Diatoms are basically sexual organisms, and their vegetative cells are diploid (Lewin & Guillard, Citation1963; Drebes, Citation1977; Mann, Citation1988; Round et al., Citation1990; Chepurnov et al., Citation2004). More recent studies indicate that heterothally is common in pennates (e.g. Roshchin, Citation1994; Mann et al., Citation1999; Chepurnov et al., Citation2004) and that sex determination in dioecious pennate species is apparently genotypic (e.g. Mann et al., Citation2003; Davidovich et al., Citation2004), in contrast to the phenotypic sex determination mechanism in centric diatoms (Drebes, Citation1977). Applying this postulate to various pennates has led to rapid progress in our understanding of their mating systems (Chepurnov et al., Citation2004). As a consequence of the peculiar mechanism of diatom cell division, especially in heterothallic species, clonal cultures inevitably wane in the absence of sexual reproduction, as a result of dwindling size. This severely restricts genetic and molecular investigations, as well as posing problems for the mass production of economically useful strains. Unfortunately, sexual reproduction and breeding system have only been investigated in a small proportion of diatom taxa (Mann & Droop, Citation1996; Edlund & Stoermer, Citation1997).
The first accounts of auxosporulation in H. ostrearia (as Navicula ostrearia (Gaillon) Bory) were reported by Neuville & Daste (Citation1975, Citation1979), who described the formation of auxospores in some of their supposedly ‘monoclonal’ cultures, demonstrating homothally in their clones. However, these authors did not perform any crossing experiments and did not investigate whether the species could reproduce heterothallically.

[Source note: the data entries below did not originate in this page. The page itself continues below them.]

//! In-memory resolver and voice transport for playback tests.

#![allow(clippy::unwrap_used, clippy::expect_used)]

use std::path::{Path, PathBuf};
use std::sync::atomic::{AtomicBool, AtomicUsize, Ordering};
use std::sync::Arc;
use std::time::Duration;

use async_trait::async_trait;
use okbot_core::{ChannelKey, Error, GuildKey, Result, Track, TrackResolver};
use parking_lot::Mutex;
use tokio::sync::{mpsc, Semaphore};

use crate::config::PlayerConfig;
use crate::events::PlayerEvent;
use crate::registry::SessionRegistry;
use crate::transport::{Completion, CompletionSender, VoiceConnection, VoiceGateway};

pub const GUILD: GuildKey = GuildKey(1);
pub const CHANNEL: ChannelKey = ChannelKey(10);

/// The track [`FakeResolver`] produces for `id`.
pub fn track(id: &str) -> Track {
    Track::new(id, id, format!("/songs/{id}.opus"))
}

/// Resolves any locator except those starting with `bad`.
pub struct FakeResolver;

#[async_trait]
impl TrackResolver for FakeResolver {
    async fn resolve(&self, locator: &str) -> Result<Track> {
        if locator.starts_with("bad") {
            return Err(Error::Resolution(format!("cannot resolve {locator}")));
        }
        Ok(track(locator))
    }
}

#[derive(Default)]
pub struct FakeGateway {
    fail_joins: AtomicBool,
    connections: Mutex<Vec<Arc<FakeConnection>>>,
    gate: Mutex<Option<Arc<Semaphore>>>,
    waiting: AtomicUsize,
}

impl FakeGateway {
    pub fn fail_joins(&self, fail: bool) {
        self.fail_joins.store(fail, Ordering::SeqCst);
    }

    /// Make every join wait for a permit on the returned semaphore.
    pub fn hold_joins(&self) -> Arc<Semaphore> {
        let gate = Arc::new(Semaphore::new(0));
        *self.gate.lock() = Some(Arc::clone(&gate));
        gate
    }

    /// Joins that reached the gate.
    pub fn waiting_joins(&self) -> usize {
        self.waiting.load(Ordering::SeqCst)
    }

    pub fn joins(&self) -> usize {
        self.connections.lock().len()
    }

    /// The connection opened by the `n`th successful join.
    pub fn connection(&self, n: usize) -> Arc<FakeConnection> {
        Arc::clone(&self.connections.lock()[n])
    }
}

#[async_trait]
impl VoiceGateway for FakeGateway {
    async fn join(&self, _guild: GuildKey, channel: ChannelKey) -> Result<Arc<dyn VoiceConnection>> {
        let gate = self.gate.lock().clone();
        if let Some(gate) = gate {
            self.waiting.fetch_add(1, Ordering::SeqCst);
            gate.acquire().await.expect("join gate closed").forget();
        }
        if self.fail_joins.load(Ordering::SeqCst) {
            return Err(Error::TransportJoin(format!("channel {channel} refused")));
        }
        let connection = Arc::new(FakeConnection::new());
        self.connections.lock().push(Arc::clone(&connection));
        Ok(connection)
    }
}

/// Streams "play" until the test calls [`finish`](Self::finish) or
/// [`fail`](Self::fail).
pub struct FakeConnection {
    connected: AtomicBool,
    left: AtomicBool,
    aborts: AtomicUsize,
    streamed: Mutex<Vec<PathBuf>>,
    pending: Mutex<Option<CompletionSender>>,
}

impl FakeConnection {
    fn new() -> Self {
        Self {
            connected: AtomicBool::new(true),
            left: AtomicBool::new(false),
            aborts: AtomicUsize::new(0),
            streamed: Mutex::new(Vec::new()),
            pending: Mutex::new(None),
        }
    }

    pub fn finish(&self) {
        self.pending.lock().take().expect("no active stream").finished();
    }

    pub fn fail(&self, reason: &str) {
        self.pending.lock().take().expect("no active stream").failed(reason);
    }

    pub fn drop_connection(&self) {
        self.connected.store(false, Ordering::SeqCst);
    }

    pub fn aborts(&self) -> usize {
        self.aborts.load(Ordering::SeqCst)
    }

    pub fn has_left(&self) -> bool {
        self.left.load(Ordering::SeqCst)
    }

    pub fn streamed(&self) -> Vec<PathBuf> {
        self.streamed.lock().clone()
    }
}

#[async_trait]
impl VoiceConnection for FakeConnection {
    async fn is_connected(&self) -> bool {
        self.connected.load(Ordering::SeqCst)
    }

    async fn stream(&self, resource: &Path) -> Result<Completion> {
        if !self.connected.load(Ordering::SeqCst) {
            return Err(Error::TransportStream("not connected".to_string()));
        }
        let (sender, completion) = Completion::channel();
        self.streamed.lock().push(resource.to_path_buf());
        *self.pending.lock() = Some(sender);
        Ok(completion)
    }

    async fn abort(&self) {
        self.aborts.fetch_add(1, Ordering::SeqCst);
        self.pending.lock().take();
    }

    async fn leave(&self) -> Result<()> {
        self.left.store(true, Ordering::SeqCst);
        self.connected.store(false, Ordering::SeqCst);
        Ok(())
    }
}

pub fn harness(
    config: PlayerConfig,
) -> (
    SessionRegistry,
    mpsc::UnboundedReceiver<PlayerEvent>,
    Arc<FakeGateway>,
) {
    let gateway = Arc::new(FakeGateway::default());
    let voice: Arc<dyn VoiceGateway> = gateway.clone();
    let (registry, events) = SessionRegistry::new(Arc::new(FakeResolver), voice, config);
    (registry, events, gateway)
}

pub async fn next_event(events: &mut mpsc::UnboundedReceiver<PlayerEvent>) -> PlayerEvent {
    tokio::time::timeout(Duration::from_secs(5), events.recv())
        .await
        .expect("timed out waiting for a player event")
        .expect("event channel closed")
}

/// Yield to other tasks until `condition` holds.
pub async fn wait_until(mut condition: impl FnMut() -> bool) {
    tokio::time::timeout(Duration::from_secs(5), async {
        while !condition() {
            tokio::task::yield_now().await;
        }
    })
    .await
    .expect("condition never held");
}

/// Flag invariants that must hold whenever the queue lock is free.
pub fn assert_invariants(registry: &SessionRegistry) {
    let Some(session) = registry.session(GUILD) else {
        return;
    };
    let state = session.queue().lock();
    assert!(!(state.playing && state.paused), "playing and paused at once");
    if state.playing || state.paused {
        assert!(state.current.is_some(), "playing or paused without a current track");
    }
}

Since the reports by Neuville & Daste (Citation1975, Citation1979), no further data have been published that can assist in unravelling the breeding system of H. ostrearia. However, a closely-related species Haslea subagnita (Proschkina-Lavrenko) Makarova et Karayeva has been demonstrated to be heterothallic (Chepurnov, Citation1993). The work reported here was undertaken to ascertain whether H. ostrearia can reproduce heterothallically.
There can be crucial differences between homo- and heterothallic reproduction in the same species (Geitler, Citation1932), including gamete morphology as well as their behaviour (isogamy vs anisogamy) and fecundity (e.g. Roshchin, Citation1994, Chepurnov et al., Citation2004; Davidovich et al., Citation2004). One of our aims was, therefore, to provide a detailed description of the stages of heterothallic gametogenesis and auxosporulation in H. ostrearia.
Materials and methods
Twelve clones of H. ostrearia, with differing mean cell sizes used in our crossing experiments, were from the Nantes Culture Collection, WDCM 854 (). Ten clones had been isolated by micropipette from samples taken at intervals since 2000 from the oyster-ponds in the Bay of Bourgneuf, France. Two large cells were isolated from S45 in 2004, to establish clones S120 and S121. As mentioned in the Discussion, the origin of the large cells in clone S45 is uncertain, but they may have resulted from intra-clonal reproduction. Stock cultures of all taxa studied have been deposited in the Nantes Culture Collection.
Table 1. Origin of clones of Haslea ostrearia used in crossing experiments.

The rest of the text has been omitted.